Trying to go into more depth in the issue using the above dataframe df

print(df.index.inferred_freq)
print(pd._libs.algos.unique_deltas(df.index.asi8))

returns for pandas 1.1.5

100L
[100000000]

and for pandas 1.2.x

None
[ 99999999 100000000 100000001]

There is some kind of rounding issue when converting the floats serie to datatime serie. This is not the case if the index is created directly from the dates ndarray so there might be something with the read_csv part.
This is working fine waterver version of pandas:

dates=np.arange(0,600.1,0.1)
df=pd.DataFrame(data=dates, columns=['time'])
df['date']=pd.to_datetime(df.time, unit='s')
df.set_index('date', inplace=True, drop=False)
df.shift(1, freq='infer')  # <-- works with pandas 1.2.x
print(df.index.inferred_freq) # --> 100L
print(pd._libs.algos.unique_deltas(df.index.asi8)) # --> [100000000]

Output of `pd.show_versions()`

for pandas 1.2.3

INSTALLED VERSIONS

commit : f2c8480
python : 3.9.1.final.0
python-bits : 64
OS : Windows
OS-release : 10
Version : 10.0.14393
machine : AMD64
processor : Intel64 Family 6 Model 85 Stepping 7, GenuineIntel
byteorder : little
LC_ALL : None
LANG : en_US.UTF-8
LOCALE : English_United States.1252

pandas : 1.2.3
numpy : 1.20.1
pytz : 2021.1
dateutil : 2.8.1
pip : 21.0.1
setuptools : 52.0.0.post20210125
Cython : None
pytest : None
hypothesis : None
sphinx : None
blosc : None
feather : None
xlsxwriter : None
lxml.etree : None
html5lib : None
pymysql : None
psycopg2 : None
jinja2 : None
IPython : 7.21.0
pandas_datareader: None
bs4 : None
bottleneck : None
fsspec : None
fastparquet : None
gcsfs : None
matplotlib : 3.3.4
numexpr : None
odfpy : None
openpyxl : None
pandas_gbq : None
pyarrow : None
pyxlsb : None
s3fs : None
scipy : None
sqlalchemy : None
tables : None
tabulate : None
xarray : None
xlrd : None
xlwt : None
numba : None

for pandas 1.1.5

INSTALLED VERSIONS

commit : b5958ee
python : 3.9.1.final.0
python-bits : 64
OS : Windows
OS-release : 10
Version : 10.0.14393
machine : AMD64
processor : Intel64 Family 6 Model 85 Stepping 7, GenuineIntel
byteorder : little
LC_ALL : None
LANG : en_US.UTF-8
LOCALE : English_United States.1252

pandas : 1.1.5
numpy : 1.20.1
pytz : 2021.1
dateutil : 2.8.1
pip : 21.0.1
setuptools : 52.0.0.post20210125
Cython : None
pytest : None
hypothesis : None
sphinx : None
blosc : None
feather : None
xlsxwriter : None
lxml.etree : None
html5lib : None
pymysql : None
psycopg2 : None
jinja2 : None
IPython : 7.21.0
pandas_datareader: None
bs4 : None
bottleneck : None
fsspec : None
fastparquet : None
gcsfs : None
matplotlib : 3.3.4
numexpr : None
odfpy : None
openpyxl : None
pandas_gbq : None
pyarrow : None
pytables : None
pyxlsb : None
s3fs : None
scipy : None
sqlalchemy : None
tables : None
tabulate : None
xarray : None
xlrd : None
xlwt : None
numba : None

The text was updated successfully, but these errors were encountered:

phofl · 2021-04-06T11:42:05Z

I think the freq inference changed with 1.2. Do you know if this is expected now @jbrockmendel ?

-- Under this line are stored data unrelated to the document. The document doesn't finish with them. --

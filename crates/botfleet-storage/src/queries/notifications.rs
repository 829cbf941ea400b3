// SPDX-FileCopyrightText: 2026 Botfleet Contributors
// SPDX-License-Identifier: MIT OR Apache-2.0

//! Sale notification rows.
//!
//! The UNIQUE constraint on `transaction_id` is the exactly-once
//! mechanism for the sale-approved fan-out: concurrent inserters race
//! on it and only the first writer proceeds.

use botfleet_core::FleetError;
use rusqlite::params;

use crate::database::{map_tr_err, Database};
use crate::models::SaleNotification;

/// Inserts the pending row for a transaction.
///
/// Returns true when this caller created the row (fan-out owner),
/// false when it already existed (another worker is handling it).
pub async fn try_insert_pending(
    db: &Database,
    transaction_id: i64,
    admin_id: i64,
    channel_id: Option<i64>,
) -> Result<bool, FleetError> {
    db.connection()
        .call(move |conn| {
            let inserted = conn.execute(
                "INSERT INTO sale_notifications (transaction_id, admin_id, channel_id, status)
                 VALUES (?1, ?2, ?3, 'pending')
                 ON CONFLICT (transaction_id) DO NOTHING",
                params![transaction_id, admin_id, channel_id],
            )?;
            Ok(inserted == 1)
        })
        .await
        .map_err(map_tr_err)
}

pub async fn get(
    db: &Database,
    transaction_id: i64,
) -> Result<Option<SaleNotification>, FleetError> {
    db.connection()
        .call(move |conn| {
            let mut stmt = conn.prepare(
                "SELECT id, transaction_id, admin_id, channel_id, status, sent_at
                 FROM sale_notifications WHERE transaction_id = ?1",
            )?;
            let mut rows = stmt.query_map(params![transaction_id], |row| {
                Ok(SaleNotification {
                    id: row.get(0)?,
                    transaction_id: row.get(1)?,
                    admin_id: row.get(2)?,
                    channel_id: row.get(3)?,
                    status: row.get(4)?,
                    sent_at: row.get(5)?,
                })
            })?;
            Ok(rows.next().transpose()?)
        })
        .await
        .map_err(map_tr_err)
}

/// Moves a pending row to sent/skipped/failed.
pub async fn set_status(
    db: &Database,
    transaction_id: i64,
    status: &str,
) -> Result<(), FleetError> {
    let status = status.to_string();
    let stamp = status == "sent";
    db.connection()
        .call(move |conn| {
            if stamp {
                conn.execute(
                    "UPDATE sale_notifications
                     SET status = ?1, sent_at = strftime('%Y-%m-%dT%H:%M:%fZ', 'now')
                     WHERE transaction_id = ?2",
                    params![status, transaction_id],
                )?;
            } else {
                conn.execute(
                    "UPDATE sale_notifications SET status = ?1 WHERE transaction_id = ?2",
                    params![status, transaction_id],
                )?;
            }
            Ok(())
        })
        .await
        .map_err(map_tr_err)
}
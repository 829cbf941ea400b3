// SPDX-FileCopyrightText: 2026 Botfleet Contributors
// SPDX-License-Identifier: MIT OR Apache-2.0

//! Gateway webhook signature verification.
//!
//! The gateway signs the raw request body with HMAC-SHA256 over the
//! account token and sends `sha256=<hex>` in the signature header.

use botfleet_core::FleetError;
use ring::hmac;

/// Verifies a webhook signature against the raw body.
pub fn verify_webhook_signature(
    payload: &[u8],
    signature_header: &str,
    secret: &str,
) -> Result<(), FleetError> {
    let digest_hex = signature_header
        .strip_prefix("sha256=")
        .ok_or_else(|| FleetError::Auth("webhook signature must use sha256=<hex> format".into()))?;
    let provided = hex::decode(digest_hex)
        .map_err(|_| FleetError::Auth("webhook signature is not valid hex".into()))?;

    let key = hmac::Key::new(hmac::HMAC_SHA256, secret.as_bytes());
    let expected = hmac::sign(&key, payload);

    ring::constant_time::verify_slices_are_equal(&provided, expected.as_ref())
        .map_err(|_| FleetError::Auth("webhook signature mismatch".into()))
}

#[cfg(test)]
mod tests {
    use super::*;

    fn sign(payload: &[u8], secret: &str) -> String {
        let key = hmac::Key::new(hmac::HMAC_SHA256, secret.as_bytes());
        format!("sha256={}", hex::encode(hmac::sign(&key, payload).as_ref()))
    }

    #[test]
    fn valid_signature_passes() {
        let body = br#"{"id":"9C29870E","status":"paid"}"#;
        let header = sign(body, "gw-token");
        assert!(verify_webhook_signature(body, &header, "gw-token").is_ok());
    }

    #[test]
    fn tampered_body_fails() {
        let body = br#"{"id":"9C29870E","status":"paid"}"#;
        let header = sign(body, "gw-token");
        let tampered = br#"{"id":"9C29870E","status":"created"}"#;
        assert!(verify_webhook_signature(tampered, &header, "gw-token").is_err());
    }

    #[test]
    fn wrong_secret_fails() {
        let body = b"payload";
        let header = sign(body, "right");
        assert!(verify_webhook_signature(body, &header, "wrong").is_err());
    }

    #[test]
    fn malformed_headers_fail() {
        assert!(verify_webhook_signature(b"x", "md5=abc", "s").is_err());
        assert!(verify_webhook_signature(b"x", "sha256=zz", "s").is_err());
        assert!(verify_webhook_signature(b"x", "", "s").is_err());
    }
}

Labelling as a regression for now

jbrockmendel · 2021-04-06T22:39:43Z

DataFrame.shift still accepts freq="infer". I think the change is in pd.to_datetime(dates).inferred_freq now being None, likely due to floating point error treatment changing somewhere.

laurent-mutricy · 2021-04-07T12:01:09Z

pd.to_datetime(dates, unit='s').inferred_freq gives '100L' which is the expected answer.
pd.to_datetime(dates).inferred_freq was already giving None with pandas 1.1.5
You need to use pd.read_csv to reproduce the issue. The floating point error may be located within the dataframe constructor.

simonjayhawkins · 2021-04-12T10:34:02Z

first bad commit: [c1484b1] PERF: pd.to_datetime, unit='s' much slower for float64 than for int64 (#35027)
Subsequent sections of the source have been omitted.